Actually to clarify this: this PR is for skipping undefined and nulls. This is not the behavior of JSON.stringify. Are looking for an option to skip undefined, or both undefined and null? I would actually think that skipping undefined is probably more useful than null+undefined as in this PR? (although options could be added for both)

Thank you for clarifying. I'm ambivalent about skipping null. As you say, it is the skipping serialization of undefined values that would be required to allow msgpackr as a drop-in-replacement for JSON stringify as serialization method.

The motivation: We have several services that communicate with each other via JSON-serialized payloads. Obviously this quite typical. It would be really nice if we could just switch to using msgpack where we care to do so. Unfortunately, some assumptions get broken where the parsing client is not expecting the undefined values to be received. Obviously this could be worked around in various ways but would require quite a bit of work. It would be nice if there was an option that replicated the JSON behavior since it is surely one of the most common use-cases of msgpack (as an alternative to JSON serialization).

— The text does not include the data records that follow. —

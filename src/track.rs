//! GPX track ingestion.
//!
//! Reads every `trkpt` of every track segment, in document order, into a
//! [`Track`]. Route and waypoint elements are ignored.

use log::debug;
use serde::Serialize;
use std::io::{Cursor, Read};

use crate::error::TrackError;
use crate::geo_utils::{compute_bounds, cumulative_distances, polyline_length};
use crate::{Bounds, GpsPoint};

/// A single point of a parsed track.
#[derive(Debug, Clone, Copy, PartialEq, Serialize)]
pub struct TrackPoint {
    pub latitude: f64,
    pub longitude: f64,
    /// Elevation in meters, when the file records one
    pub elevation: Option<f64>,
}

impl TrackPoint {
    pub fn new(latitude: f64, longitude: f64, elevation: Option<f64>) -> Self {
        Self { latitude, longitude, elevation }
    }

    pub fn position(&self) -> GpsPoint {
        GpsPoint::new(self.latitude, self.longitude)
    }
}

/// Distance along the route paired with the elevation recorded there.
#[derive(Debug, Clone, Copy, PartialEq, Serialize)]
pub struct ElevationSample {
    pub distance_meters: f64,
    pub elevation_meters: f64,
}

/// An ordered, immutable sequence of track points.
#[derive(Debug, Clone, PartialEq, Serialize)]
pub struct Track {
    points: Vec<TrackPoint>,
}

impl Track {
    pub fn new(points: Vec<TrackPoint>) -> Self {
        Self { points }
    }

    pub fn points(&self) -> &[TrackPoint] {
        &self.points
    }

    pub fn len(&self) -> usize {
        self.points.len()
    }

    pub fn is_empty(&self) -> bool {
        self.points.is_empty()
    }

    /// Latitude/longitude of every point, in track order.
    pub fn positions(&self) -> Vec<GpsPoint> {
        self.points.iter().map(TrackPoint::position).collect()
    }

    /// Total route length in meters.
    pub fn total_distance(&self) -> f64 {
        polyline_length(&self.positions())
    }

    /// Distance-vs-elevation pairs for the points that carry an elevation.
    pub fn elevation_profile(&self) -> Vec<ElevationSample> {
        let distances = cumulative_distances(&self.positions());

        self.points
            .iter()
            .zip(distances)
            .filter_map(|(point, distance)| {
                point.elevation.map(|elevation| ElevationSample {
                    distance_meters: distance,
                    elevation_meters: elevation,
                })
            })
            .collect()
    }

    pub fn bounds(&self) -> Option<Bounds> {
        compute_bounds(&self.positions())
    }
}

/// Parse GPX text into a [`Track`].
///
/// Fails with [`TrackError::Format`] when the document is not valid GPX or a
/// point carries a coordinate that is not a finite, in-range number, and with
/// [`TrackError::Empty`] when it contains no track points at all.
pub fn parse_gpx(raw: &str) -> Result<Track, TrackError> {
    parse_gpx_reader(Cursor::new(raw.as_bytes()))
}

/// Parse GPX from any reader. See [`parse_gpx`].
pub fn parse_gpx_reader<R: Read>(reader: R) -> Result<Track, TrackError> {
    let gpx = gpx::read(reader).map_err(|e| TrackError::Format(e.to_string()))?;

    let mut points = Vec::new();
    for track in &gpx.tracks {
        for segment in &track.segments {
            for waypoint in &segment.points {
                let geo_point = waypoint.point();
                let point = TrackPoint::new(geo_point.y(), geo_point.x(), waypoint.elevation);

                if !point.position().is_valid() {
                    return Err(TrackError::Format(format!(
                        "track point {} has invalid coordinates ({}, {})",
                        points.len() + 1,
                        point.latitude,
                        point.longitude
                    )));
                }
                if point.elevation.is_some_and(|e| !e.is_finite()) {
                    return Err(TrackError::Format(format!(
                        "track point {} has an invalid elevation",
                        points.len() + 1
                    )));
                }

                points.push(point);
            }
        }
    }

    if points.is_empty() {
        return Err(TrackError::Empty);
    }

    debug!("[Track] Parsed {} track points from {} tracks", points.len(), gpx.tracks.len());
    Ok(Track::new(points))
}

FWIW, other libraries offer this option (I assume for the same reason).

teetering avatar Jul 08 '24 19:07 teetering

Merged, but I have made some significant changes to improve readability, flexibility, and performance:

  • To avoid performance regressions, this option is more narrowly applied to the code branch that handles the size minimizing variable map size for serializing to MessagePack maps. It doesn't affect the fast path for static sized maps, and it is also does not impact, nor is it available for serializing objects as records (which I believe makes sense, records are more appropriately used for more statically typed structures).
  • I renamed this to skipValues, and it accepts an array of values to skip. This allows you to provide skipValues: [undefined] to only skip undefined values, skipValues: [undefined, null] to skip undefined and nulls (or anything else you want to skip). I think this is also more descriptive ("sparse" usually refers to arrays, which this doesn't affect at all).

kriszyp avatar Jul 10 '24 12:07 kriszyp

Thank you so much, that is fantastic!

teetering avatar Jul 10 '24 13:07 teetering

@kriszyp I assume based on the above, the following should work? I'm trying it with the latest, but seems that the undefined values aren't actually skipped...

const msgpackr =   require('msgpackr');
const packr = new msgpackr.Packr({skipValues:[undefined]});
const {unpack} = msgpackr;

const testThing = {testing:123, test:undefined, hi:'bye'};
for(const k in testThing) {
    console.log('before: '+k+' : '+testThing[k]);
}
const packed = packr.pack(testThing);
const testThing2 = unpack(packed);
for(const k in testThing2) {
    console.log('after: '+k+' : '+testThing2[k]);
}

Output:

before: testing : 123
before: test : undefined
before: hi : bye

after: testing : 123
after: test : undefined
after: hi : bye

teetering avatar Jul 15 '24 20:07 teetering

You probably need: new msgpackr.Packr({useRecords: false, skipValues:[undefined]}); (See in the docs that that this can't be used with records, only with MessagePack maps.)

kriszyp avatar Jul 15 '24 21:07 kriszyp

You probably need: new msgpackr.Packr({useRecords: false, skipValues:[undefined]}); (See in the docs...

Thank you, that did it. For what it's worth I had read the docs already. Not sure if that makes it more or less embarassing, but after re-reading I'm still not super-clear about the reprecussions of disabling useRecords. Adding to the confusion, if I'm reading correctly, useRecords defaults to false for the basic pack (in the docs mentions "like the standalone pack and unpack functions") but defaults to true for an instantiated Packr, is that right?

Thanks again.

teetering avatar Jul 16 '24 13:07 teetering

useRecords is an extension that provides better performance and more compact serialization, but is not part of standard MessagePack, so it is not interoperable with other MessagePack libraries.

useRecords defaults to false for the basic pack (in the docs mentions "like the standalone pack and unpack functions") but defaults to true for an instantiated Packr, is that right?

Yes, that's correct. The standalone functions are basic/standard MessagePack (de)serializer functions, and the constructor is for constructor specific/optimized serializations.